Below are the records. Transcribe them exactly.

[[ RECORDS TO USE open ]]

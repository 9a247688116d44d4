//! Error types for each stage of the pipeline.
//!
//! Only [`FetchError::SessionLost`] is fatal to a run. Every other failure is
//! contained at the per-URL or per-article boundary by [`crate::pipeline`].

use reqwest::StatusCode;
use thiserror::Error;

/// Failure to retrieve a page, either over plain HTTP or through the browser.
#[derive(Error, Debug)]
pub enum FetchError {
    #[error("non-success status {0}")]
    Status(StatusCode),

    #[error("not found: marker `{0}` did not appear before the timeout")]
    NotFound(String),

    #[error("browser-driven fetch requested but no browser session is configured")]
    BrowserUnavailable,

    #[error("HTTP error: {0}")]
    Http(#[from] reqwest::Error),

    #[error("WebDriver error: {0}")]
    WebDriver(String),

    #[error("browser session lost: {0}")]
    SessionLost(String),
}

impl FetchError {
    /// A lost browser session means the execution environment is gone; the
    /// operator has to see it instead of every remaining URL failing quietly.
    pub fn is_fatal(&self) -> bool {
        matches!(self, FetchError::SessionLost(_))
    }
}

/// Failure of one of the enrichment services.
#[derive(Error, Debug)]
pub enum EnrichError {
    #[error("HTTP error: {0}")]
    Http(#[from] reqwest::Error),

    #[error("service returned status {status}: {body}")]
    Api { status: StatusCode, body: String },

    #[error("response blocked: {0}")]
    Blocked(String),

    #[error("empty response")]
    Empty,

    #[error("malformed response: {0}")]
    Malformed(String),
}

/// Failure to load or validate the run configuration.
#[derive(Error, Debug)]
pub enum ConfigError {
    #[error("cannot read config file {path}: {source}")]
    Io {
        path: String,
        #[source]
        source: std::io::Error,
    },

    #[error("invalid YAML: {0}")]
    Yaml(#[from] serde_yaml::Error),

    #[error("credential `{label}` expects environment variable {var}, which is not set")]
    MissingCredential { label: String, var: String },

    #[error("invalid configuration: {0}")]
    Invalid(String),
}

/// Failure while writing an output file.
#[derive(Error, Debug)]
pub enum ExportError {
    #[error("IO error: {0}")]
    Io(#[from] std::io::Error),

    #[error("serialization error: {0}")]
    Json(#[from] serde_json::Error),
}

/// Errors that abort a pipeline run.
#[derive(Error, Debug)]
pub enum PipelineError {
    #[error("run aborted: {0}")]
    Fatal(#[source] FetchError),
}
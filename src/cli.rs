//! Command-line interface definitions.
//!
//! The YAML config file describes a full run; flags override the parts that
//! typically change between runs.

use crate::config::SourceKind;
use clap::Parser;

/// Scrape Brazilian news about public figures, score sentiment and export a
/// spreadsheet.
///
/// # Examples
///
/// ```sh
/// # Everything from config.yaml
/// news_sentiment
///
/// # Override queries and sources
/// news_sentiment -c run.yaml -q "ELON MUSK" -q LULA -s g1 -s cnn
///
/// # Sentiment only, no Gemini calls
/// news_sentiment --no-summary -o ./out
/// ```
#[derive(Parser, Debug)]
#[command(author, version, about)]
pub struct Cli {
    /// Path to the YAML run configuration
    #[arg(short, long, env = "NEWS_SENTIMENT_CONFIG", default_value = "config.yaml")]
    pub config: String,

    /// Search term; repeat for several. Replaces the configured queries.
    #[arg(short, long = "query")]
    pub queries: Vec<String>,

    /// News source to search; repeat for several. Replaces the configured sources.
    #[arg(short, long = "source", value_enum)]
    pub sources: Vec<SourceKind>,

    /// Directory for the spreadsheet (and JSON, if enabled)
    #[arg(short, long)]
    pub output_dir: Option<String>,

    /// Skip summarization and score sentiment on article bodies
    #[arg(long)]
    pub no_summary: bool,
}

[[ RECORDS TO USE closed ]]

» **TASK OUTPUT**
repository 9a247688116d44d4
//! Error types for each stage of the pipeline.
//!
//! Only [`FetchError::SessionLost`] is fatal to a run. Every other failure is
//! contained at the per-URL or per-article boundary by [`crate::pipeline`].

use reqwest::StatusCode;
use thiserror::Error;

/// Failure to retrieve a page, either over plain HTTP or through the browser.
#[derive(Error, Debug)]
pub enum FetchError {
    #[error("non-success status {0}")]
    Status(StatusCode),

    #[error("not found: marker `{0}` did not appear before the timeout")]
    NotFound(String),

    #[error("browser-driven fetch requested but no browser session is configured")]
    BrowserUnavailable,

    #[error("HTTP error: {0}")]
    Http(#[from] reqwest::Error),

    #[error("WebDriver error: {0}")]
    WebDriver(String),

    #[error("browser session lost: {0}")]
    SessionLost(String),
}

impl FetchError {
    /// A lost browser session means the execution environment is gone; the
    /// operator has to see it instead of every remaining URL failing quietly.
    pub fn is_fatal(&self) -> bool {
        matches!(self, FetchError::SessionLost(_))
    }
}

/// Failure of one of the enrichment services.
#[derive(Error, Debug)]
pub enum EnrichError {
    #[error("HTTP error: {0}")]
    Http(#[from] reqwest::Error),

    #[error("service returned status {status}: {body}")]
    Api { status: StatusCode, body: String },

    #[error("response blocked: {0}")]
    Blocked(String),

    #[error("empty response")]
    Empty,

    #[error("malformed response: {0}")]
    Malformed(String),
}

/// Failure to load or validate the run configuration.
#[derive(Error, Debug)]
pub enum ConfigError {
    #[error("cannot read config file {path}: {source}")]
    Io {
        path: String,
        #[source]
        source: std::io::Error,
    },

    #[error("invalid YAML: {0}")]
    Yaml(#[from] serde_yaml::Error),

    #[error("credential `{label}` expects environment variable {var}, which is not set")]
    MissingCredential { label: String, var: String },

    #[error("invalid configuration: {0}")]
    Invalid(String),
}

/// Failure while writing an output file.
#[derive(Error, Debug)]
pub enum ExportError {
    #[error("IO error: {0}")]
    Io(#[from] std::io::Error),

    #[error("serialization error: {0}")]
    Json(#[from] serde_json::Error),
}

/// Errors that abort a pipeline run.
#[derive(Error, Debug)]
pub enum PipelineError {
    #[error("run aborted: {0}")]
    Fatal(#[source] FetchError),
}
filename src/cli.rs
//! Command-line interface definitions.
//!
//! The YAML config file describes a full run; flags override the parts that
//! typically change between runs.

use crate::config::SourceKind;
use clap::Parser;

/// Scrape Brazilian news about public figures, score sentiment and export a
/// spreadsheet.
///
/// # Examples
///
/// ```sh
/// # Everything from config.yaml
/// news_sentiment
///
/// # Override queries and sources
/// news_sentiment -c run.yaml -q "ELON MUSK" -q LULA -s g1 -s cnn
///
/// # Sentiment only, no Gemini calls
/// news_sentiment --no-summary -o ./out
/// ```
#[derive(Parser, Debug)]
#[command(author, version, about)]
pub struct Cli {
    /// Path to the YAML run configuration
    #[arg(short, long, env = "NEWS_SENTIMENT_CONFIG", default_value = "config.yaml")]
    pub config: String,

    /// Search term; repeat for several. Replaces the configured queries.
    #[arg(short, long = "query")]
    pub queries: Vec<String>,

    /// News source to search; repeat for several. Replaces the configured sources.
    #[arg(short, long = "source", value_enum)]
    pub sources: Vec<SourceKind>,

    /// Directory for the spreadsheet (and JSON, if enabled)
    #[arg(short, long)]
    pub output_dir: Option<String>,

    /// Skip summarization and score sentiment on article bodies
    #[arg(long)]
    pub no_summary: bool,
}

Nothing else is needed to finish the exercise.